- Nickname: 'Jumbo'
- Born: 15 February 1920 Oldham, England
- Died: 1 May 1950 (aged 30) Hartley Wintney, England
- Allegiance: United Kingdom
- Branch: Royal Air Force
- Service years: 1939–1950
- Rank: Squadron Leader
- Unit: No. 33 Squadron No. 103 Maintenance Unit
- Commands: Aero Flight, RAE
- Conflicts: Second World War Battle of Greece; Battle of Crete; Western Desert campaign;
- Awards: Distinguished Flying Medal Air Force Cross

= George Genders =

British flying ace of WWII

George Genders, (15 February 1920 – 1 May 1950) was a flying ace of the Royal Air Force (RAF) during the Second World War. He is credited with the destruction of at least ten aircraft. He was also a test pilot in the postwar period.

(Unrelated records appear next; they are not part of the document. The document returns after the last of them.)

use pondok_core::ServiceError;

use super::PesantrenService;

/// An uploaded file, already read off the wire by the API layer.
#[derive(Debug, Clone)]
pub struct UploadedFile {
    pub filename: String,
    pub content_type: String,
    pub data: Vec<u8>,
}

impl PesantrenService {
    /// Store an uploaded image under `{bucket}/{owner}/{timestamp}-{slug}.{ext}`
    /// and return its public URL. A missing owner gets a `temp-` prefix so
    /// orphaned pre-registration uploads are recognizable.
    pub fn store_image(
        &self,
        bucket: &str,
        owner: Option<&str>,
        file: &UploadedFile,
    ) -> Result<String, ServiceError> {
        if file.data.is_empty() {
            return Err(ServiceError::Validation("uploaded file is empty".into()));
        }
        let ts = chrono::Utc::now().timestamp_millis();
        let owner = match owner {
            Some(o) => o.to_string(),
            None => format!("temp-{}", ts),
        };
        let (stem, ext) = split_filename(&file.filename);
        let mut name = slugify(stem);
        if name.is_empty() {
            name = "file".into();
        }
        let key = format!("{}/{}/{}-{}.{}", bucket, owner, ts, name, ext);
        self.blob.put(&key, &file.data).map_err(|e| {
            ServiceError::Upload(format!("storing '{}' failed: {}", file.filename, e))
        })?;
        Ok(self.public_url(&key))
    }

    /// Public URL for a blob key.
    pub fn public_url(&self, key: &str) -> String {
        format!("{}/media/{}", self.media_base_url, key)
    }

    /// Reverse of [`public_url`]: the blob key behind one of our own media
    /// URLs, or None for external URLs.
    ///
    /// [`public_url`]: PesantrenService::public_url
    pub(crate) fn blob_key_for_url(&self, url: &str) -> Option<String> {
        let prefix = format!("{}/media/", self.media_base_url);
        url.strip_prefix(&prefix)
            .filter(|k| !k.is_empty())
            .map(String::from)
    }

    /// Read a media blob for serving. Missing keys are NotFound.
    pub fn read_media(&self, key: &str) -> Result<Vec<u8>, ServiceError> {
        let data = self
            .blob
            .get(key)
            .map_err(|e| ServiceError::Storage(e.to_string()))?;
        data.ok_or_else(|| ServiceError::NotFound(format!("media/{}", key)))
    }
}

/// Lowercase, keep `[a-z0-9]`, map runs of anything else to a single dash.
pub fn slugify(input: &str) -> String {
    let mut out = String::with_capacity(input.len());
    let mut pending_dash = false;
    for c in input.chars() {
        let c = c.to_ascii_lowercase();
        if c.is_ascii_alphanumeric() {
            if pending_dash && !out.is_empty() {
                out.push('-');
            }
            pending_dash = false;
            out.push(c);
        } else {
            pending_dash = true;
        }
    }
    out
}

/// Content type for serving a stored blob, keyed on its extension.
pub fn content_type_for(key: &str) -> &'static str {
    match key.rsplit('.').next().map(str::to_ascii_lowercase).as_deref() {
        Some("png") => "image/png",
        Some("jpg") | Some("jpeg") => "image/jpeg",
        Some("gif") => "image/gif",
        Some("webp") => "image/webp",
        Some("svg") => "image/svg+xml",
        _ => "application/octet-stream",
    }
}

fn split_filename(name: &str) -> (&str, &str) {
    match name.rsplit_once('.') {
        Some((stem, ext)) if !stem.is_empty() && !ext.is_empty() => (stem, ext),
        _ => (name, "bin"),
    }
}
//! Serving stored media blobs.

use axum::extract::{Path, State};
use axum::http::header;
use axum::response::{IntoResponse, Response};
use axum::routing::get;
use axum::Router;

use pondok_core::ServiceError;

use crate::service::media::content_type_for;

use super::AppState;

pub(crate) fn routes() -> Router<AppState> {
    Router::new().route("/media/{*key}", get(serve))
}

async fn serve(
    State(svc): State<AppState>,
    Path(key): Path<String>,
) -> Result<Response, ServiceError> {
    let data = svc.read_media(&key)?;
    let headers = [
        (header::CONTENT_TYPE, content_type_for(&key)),
        (header::CACHE_CONTROL, "public, max-age=31536000, immutable"),
    ];
    Ok((headers, data).into_response())
}
use serde::{Deserialize, Serialize};

use pondok_core::{ListPlan, ListResult, ServiceError, new_id, now_rfc3339};
use pondok_sql::Value;

use crate::model::Class;

use super::PesantrenService;
use super::query::ListSpec;

pub const CLASS_SORTS: &[(&str, &'static str, bool)] = &[
    ("newest", "created_at", false),
    ("oldest", "created_at", true),
    ("name_asc", "name", true),
    ("name_desc", "name", false),
];

const CLASS_SEARCH: &[&str] = &["name", "description"];
const CLASS_PROTECTED: &[&str] = &["id", "created_at", "deleted_at"];

#[derive(Debug, Clone, Default, Deserialize)]
pub struct ClassInput {
    pub name: Option<String>,
    pub description: Option<String>,
    pub image_url: Option<String>,
}

#[derive(Debug, Clone, Serialize)]
pub struct ClassStats {
    pub total: i64,
    pub active: i64,
    pub inactive: i64,
    pub scheduled: i64,
    pub unscheduled: i64,
}

fn class_indexes(c: &Class) -> Vec<(&'static str, Value)> {
    vec![
        ("name", Value::text(&c.name)),
        ("description", Value::opt_text(c.description.as_deref())),
        ("created_at", Value::text(&c.created_at)),
        ("updated_at", Value::text(&c.updated_at)),
        ("deleted_at", Value::opt_text(c.deleted_at.as_deref())),
    ]
}

impl PesantrenService {
    pub fn create_class(&self, input: ClassInput) -> Result<Class, ServiceError> {
        let name = Self::required("name", input.name.as_deref())?;
        let now = now_rfc3339();
        let class = Class {
            id: new_id(),
            name,
            description: input.description,
            image_url: input.image_url,
            created_at: now.clone(),
            updated_at: now,
            deleted_at: None,
        };
        self.insert_record("classes", &class.id, &class, &class_indexes(&class))?;
        Ok(class)
    }

    pub fn get_class(&self, id: &str) -> Result<Class, ServiceError> {
        self.get_record("classes", "id", id)
    }

    pub fn update_class(
        &self,
        id: &str,
        patch: serde_json::Value,
    ) -> Result<Class, ServiceError> {
        let current: Class = self.get_record("classes", "id", id)?;
        let updated: Class = Self::apply_patch(&current, patch, CLASS_PROTECTED)?;
        self.update_record("classes", "id", id, &updated, &class_indexes(&updated))?;
        Ok(updated)
    }

    pub fn list_classes(&self, plan: &ListPlan) -> Result<ListResult<Class>, ServiceError> {
        self.run_list(&ListSpec::new("classes", CLASS_SEARCH), plan)
    }

    /// Aggregate class counts; `scheduled` counts active classes with at
    /// least one active schedule attached.
    pub fn class_stats(&self) -> Result<ClassStats, ServiceError> {
        let total = self.count_where("classes", &[], &[])?;
        let active = self.count_where("classes", &["deleted_at IS NULL"], &[])?;
        let scheduled = self.count_where(
            "classes",
            &[
                "deleted_at IS NULL",
                "EXISTS (SELECT 1 FROM schedules \
                 WHERE schedules.class_id = classes.id \
                 AND schedules.deleted_at IS NULL)",
            ],
            &[],
        )?;
        Ok(ClassStats {
            total,
            active,
            inactive: total - active,
            scheduled,
            unscheduled: active - scheduled,
        })
    }

    /// Santri head-count per class, active rows only.
    pub fn class_member_count(&self, id: &str) -> Result<i64, ServiceError> {
        self.count_where(
            "santris",
            &[
                "class_id = ?",
                "accepted_at IS NOT NULL",
                "deleted_at IS NULL",
            ],
            &[Value::text(id)],
        )
    }
}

From Oldham in England, Genders joined the Royal Air Force Volunteer Reserve in 1939 and was called up to serve in the RAF on the outbreak of the Second World War. After completing his flying training, he was posted to Greece to serve with No. 33 Squadron in early 1941 as a sergeant pilot. Flying Hawker Hurricane fighters, Genders claimed several aerial victories during the fighting in Greece and later in Battle of Crete. He continued to serve with the squadron following its withdrawal to Egypt, achieving further aerial victories during its involvement in the Western Desert campaign. Commissioned in March 1942, he was awarded the Distinguished Flying Medal the next month. From May 1942 to May 1943, he served with a maintenance unit in Egypt but also flew successful high altitude interception sorties in specially modified Supermarine Spitfire fighters. Much of the remainder of his war service was in repair and maintenance units. In the postwar period, he remained with the RAF as a test pilot. He was killed on 1 May 1950 in a flying accident while testing the de Havilland DH 108 experimental supersonic jet aircraft.

==Early life==
George Eric Clifford Genders was born in Oldham in Lancashire in England on 15 February 1920. In July 1939, by which time he was living in Doncaster, Genders joined the Royal Air Force Volunteer Reserve. Then in September he was called up for service in the Royal Air Force (RAF) following the outbreak of the Second World War.

==Second World War==
By early 1941 Gender's flying training was complete and he was posted to No. 33 Squadron as a sergeant pilot. This unit, equipped with Hawker Hurricane fighters, was based at Eleusis in Greece and flying as escorts to bombers attacking the Italian forces along the Albanian border. Following the German invasion of Greece, the squadron began encountering the Luftwaffe. On 14 April the squadron's airfield was subject to a strafing attack by Messerschmitt Bf 109 fighters. Genders was able to take off and shoot down one of the attacking aircraft, and also damaged a second. He destroyed three Junkers Ju 87 dive bombers and another Bf 109 on 23 April. On 3 May, with the squadron now operating over Crete, Genders claimed two Junkers Ju 88 medium bombers as probably destroyed and also damaged two others.

===Egypt===
After its campaign on Crete, what was left of No. 33 Squadron was evacuated to Egypt to rebuild after the losses of the previous weeks. Once it was operational again it carried out defensive patrols from Heliopolis. It then flew from Sidi Barrani in support of the British efforts along the Egypt-Libya border in the Western Desert campaign. Genders destroyed two Fiat G.50 fighters of the Regia Aeronautica (Royal Italian Air Force) on 17 June. He damaged a Ju 88 on 22 November, and also shared in the destruction of a Savoia-Marchetti SM.79 medium bomber the same day. The squadron was operating from Landing Ground 125 by this time and in early 1942, it started training up on the Curtiss P-40 Kittyhawk fighter.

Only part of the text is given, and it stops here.